Supreme Court heard arguments about the Biden administration’s test-or-vaccinate mandate
The Supreme Court’s conservative justices grilled the Biden administration as it seeks to implement its mandate to require companies that employ more than 100 people to have their employees either be vaccinated or take a Covid-19 test once a week.
Multiple states have filed lawsuits against the Biden administration’s mandate. The current Chief Justice John Roberts grilled US Solicitor General Elizabeth Prelogar about whether Congress had a vaccine-or-test mandate in mind when it passed the Occupational Safety and Health Act of 1970.
“That was almost closer to the Spanish flu than it is to today’s problem,” he said in reference to the pandemic that began in 1918. “Now, I understand the idea that agencies are more expert than Congress, I understand the idea that they can move more quickly. than Congress. This is something that the federal government has ever done before right, mandated vaccine coverage.”
Associate Justice Neil Gorsuch questioned why the Occupational Safety and Health Administration, the agency through which the Biden administration wants to administrate the vaccine-or-test mandate, had not implemented similar mandates for polio or for the flu, noting that it kills hundreds of thousands of people a year – despite the fact it only kills between 12,000 to 52,000 people per year.
“What do we make of that when we’re thinking about what qualifies as a major question and what doesn’t,” Mr Gorsuch asked.
“With respect to other diseases where there are effective vaccinations, I think the the simple explanation for why OSHA hasn’t had to regulate workplace exposure to that is because virtually all workers are already vaccinated with respect to many of those diseases all of us have, at one time or another been subjected,” Ms Prelogar said in response. “Mostly we know that to be true with a flu is an exception because it’s a seasonal illness.”
Similarly, Associate Justice Brett Kavanaugh asked Ohio Solicitor General Benjamin Flowers about the value of insisting on congressional action, seeming to side with the argument.
“Well, one, one value of it is when there’s an emergency, it’s especially important that it be a considered thoughtful process and legislation is more likely to yield that and in an emergency, you’re more likely to get broad agreement on on certain principles that can be enacted through Congress and indeed, Congress has taken to ensure that there are to address Covid-19,” Mr Flowers said.
Associate Justice Amy Coney Barrett, the court’s newest justice, asked the National Federation of Independent Business’s counsel Scott Keller, who was arguing against the mandate, about the fact some workplaces where employees are at a greater health risk such as a meatpacking plant or a dentist’s office.
“I think what you’re saying is that even if there are some industries or some people who would face a great risk, and this might be necessary to address that risk, so in other words, if OSHA had adopted a more targeted rule, you might not be contesting that or you would not be contesting that,” she said.
Rather, Ms Barrett asked whether the problem NFIB had was with the mandate’s scope
The court’s three liberals – Associates Justices Elena Kagan, Sonia Sotomayor and Stephen Breyer – argued that the disproportionate effect of Covid-19 on everyday lives put the mandate under OSHA’s jurisdiction.
Ms Kagan said that nearly every sector of employment changed because of the pandemic.
“Every workplace sent their workers home. Every workplace had to adjust to the way they do their business,” she said. “I’m trying to figure out why this is a blunderbuss approach when everybody knows from living their normal lives, that every workplace has been affected by this save for, you know, a few here and there.”
In response, Mr Flowers, who was arguing remotely, used the analogy of terrorism.
“Now, the fact that you face that work, that that risk when you go to work doesn’t make it a workplace risk,” she said.
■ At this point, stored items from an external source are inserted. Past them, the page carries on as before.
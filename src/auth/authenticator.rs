// SPDX-License-Identifier: AGPL-3.0-or-later
//
// Copyright (C) 2026 Relational Network

//! Per-request authentication state machine.
//!
//! An [`Authenticator`] lives for one request. It starts with no identity;
//! `attempt` (credentials) or `check` (bearer token) log one in, `logout`
//! clears it. Expected failures come back as a failed [`AuthResult`]; only
//! misconfiguration and missing preconditions are returned as `Err`.

use std::sync::Arc;

use chrono::{DateTime, Utc};
use tracing::{debug, info, warn};

use super::credentials::{CredentialValidator, Credentials};
use super::error::AuthError;
use super::identity::{Identity, IdentityStore};
use super::result::{AuthInfo, AuthResult};
use crate::audit::{AuditEvent, AuditEventType, AuditSink};
use crate::token::{Clock, Subject, TokenEngine, TokenError};

/// What the authenticator knows about the current request.
#[derive(Debug, Clone, Default, PartialEq, Eq)]
pub struct RequestContext {
    /// Raw `Authorization` header value.
    pub authorization: Option<String>,
    pub ip: Option<String>,
    pub user_agent: Option<String>,
}

impl RequestContext {
    pub fn with_authorization(mut self, value: impl Into<String>) -> Self {
        self.authorization = Some(value.into());
        self
    }
}

pub struct Authenticator {
    engine: TokenEngine,
    validator: Arc<dyn CredentialValidator>,
    store: Arc<dyn IdentityStore>,
    audit: Arc<dyn AuditSink>,
    request: RequestContext,
    user: Option<Identity>,
}

impl Authenticator {
    pub fn new(
        engine: TokenEngine,
        validator: Arc<dyn CredentialValidator>,
        store: Arc<dyn IdentityStore>,
        audit: Arc<dyn AuditSink>,
        request: RequestContext,
    ) -> Self {
        Self {
            engine,
            validator,
            store,
            audit,
            request,
            user: None,
        }
    }

    /// Validate credentials and issue a token for the identity.
    ///
    /// The password is scrubbed from `credentials` whatever the outcome.
    pub fn attempt(&mut self, credentials: &mut Credentials) -> Result<AuthResult, AuthError> {
        let validated = self.validator.validate(credentials);
        credentials.scrub();

        let identity = match validated {
            Ok(identity) => identity,
            Err(failure) => {
                self.user = None;
                let reason = AuthError::from(failure);
                info!(reason = %reason, "Login attempt rejected");
                self.audit(AuditEvent::new(AuditEventType::LoginFailed).failed(reason.to_string()));
                return Ok(AuthResult::failure(reason));
            }
        };

        self.login(identity.clone());

        let audience = self.engine.config().audience.clone();
        match self.engine.issue(Some(Subject::Id(identity.id)), audience) {
            Ok(token) => {
                info!(user_id = identity.id, "Login succeeded");
                self.audit(
                    AuditEvent::new(AuditEventType::LoginSucceeded).with_user(identity.id.to_string()),
                );
                Ok(AuthResult::success(AuthInfo::Token(token)))
            }
            Err(e @ TokenError::UnknownAlgorithm { .. }) => Err(e.into()),
            Err(e) => {
                warn!(user_id = identity.id, error = %e, "Token creation failed");
                let reason = AuthError::TokenCreation(e.to_string());
                self.audit(
                    AuditEvent::new(AuditEventType::LoginFailed)
                        .with_user(identity.id.to_string())
                        .failed(reason.to_string()),
                );
                Ok(AuthResult::failure(reason))
            }
        }
    }

    /// Authenticate from an `Authorization` header value.
    pub fn check(&mut self, authorization: &str) -> Result<AuthResult, AuthError> {
        let token = bearer_token(authorization);
        if token.is_empty() {
            return Ok(self.reject(AuthError::MissingToken, None));
        }

        let parsed = match self.engine.load(token) {
            Ok(parsed) => parsed,
            Err(e @ TokenError::UnknownAlgorithm { .. }) => return Err(e.into()),
            Err(e) => return Ok(self.reject(AuthError::from(e), None)),
        };

        let Some(subject) = parsed.claims.sub else {
            return Ok(self.reject(AuthError::InvalidUser, None));
        };
        if let Err(reason) = self.login_by_id(&subject) {
            return Ok(self.reject(reason, Some(subject.to_string())));
        }

        let identity = self.user.clone().ok_or(AuthError::InvalidUser)?;
        debug!(user_id = identity.id, "Token accepted");
        self.audit(AuditEvent::new(AuditEventType::TokenAccepted).with_user(identity.id.to_string()));
        Ok(AuthResult::success(AuthInfo::Identity(identity)))
    }

    fn reject(&mut self, reason: AuthError, subject: Option<String>) -> AuthResult {
        debug!(reason = %reason, "Token rejected");
        let mut event = AuditEvent::new(AuditEventType::TokenRejected).failed(reason.to_string());
        event.user_id = subject;
        self.audit(event);
        AuthResult::failure(reason)
    }

    /// True when an identity is set, otherwise checks the request's header.
    pub fn logged_in(&mut self) -> Result<bool, AuthError> {
        if self.user.is_some() {
            return Ok(true);
        }
        let header = self.request.authorization.clone().unwrap_or_default();
        Ok(self.check(&header)?.is_ok())
    }

    pub fn login(&mut self, identity: Identity) {
        self.user = Some(identity);
    }

    pub fn login_by_id(&mut self, id: &Subject) -> Result<(), AuthError> {
        let identity = self.store.find_by_id(id).ok_or(AuthError::InvalidUser)?;
        self.login(identity);
        Ok(())
    }

    pub fn logout(&mut self) {
        if let Some(identity) = self.user.take() {
            self.audit(AuditEvent::new(AuditEventType::Logout).with_user(identity.id.to_string()));
        }
    }

    pub fn user(&self) -> Option<&Identity> {
        self.user.as_ref()
    }

    /// Stamp `last_active` on the logged-in identity and persist it.
    pub fn record_active_date(&mut self) -> Result<(), AuthError> {
        let now = self.engine.clock().now();
        let user = self
            .user
            .as_mut()
            .ok_or(AuthError::Precondition("record_active_date"))?;

        user.last_active = Some(DateTime::<Utc>::from_timestamp(now, 0).unwrap_or_else(Utc::now));
        self.store
            .update_active_date(user)
            .map_err(|e| AuthError::InternalError(e.to_string()))
    }

    /// The token engine context of this request.
    pub fn engine(&mut self) -> &mut TokenEngine {
        &mut self.engine
    }

    pub fn request(&self) -> &RequestContext {
        &self.request
    }

    fn audit(&self, event: AuditEvent) {
        let event = event
            .with_ip(self.request.ip.clone())
            .with_user_agent(self.request.user_agent.clone());
        self.audit.record(&event);
    }
}

/// Strip an optional `Bearer` prefix and surrounding whitespace.
pub fn bearer_token(header: &str) -> &str {
    let header = header.trim();
    header.strip_prefix("Bearer").unwrap_or(header).trim()
}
Ms Kagan pushed back on the assertion, and noted how more than 100,000 children, though it looks like a misreading of the data since data has shown roughly 4 in every 100,000 children have been admitted with Covid, The New York Times reported.
“In those settings, the combination of the environment and the people that are in that environment, create a risk, I would think I mean, tell me if I’m wrong about this, I would think that workplace risk is about the greatest, least controllable risk with respect to Covid that any person has you know, everything else a person can control,” she said. “You can go to the baseball game or not go to the baseball game, you can decide who to go to the baseball game with, but you can’t do any of that in workplaces. You have to be there.”
Ms Sotomayor noted how Covid-19 puts people out of work for long amounts of time.
“And there have been proof in certain industries like the medical industry, that when vaccines are mandated and there’s no mandate here for a vaccine, there is a masking mandate, no different than there is when we tell people that if there are sparks flying in the workplace where you have workers have to be provided have to wear a mask,” she said.
“So that’s no different in my mind. than this. So this is not a vaccine mandate,” she said. “There are costs and deaths and other things countervailing to the fact that there might be one to 3 per cent of workers who leave.”
The court also heard a case regarding the Biden administration’s vaccine mandate for health care workers.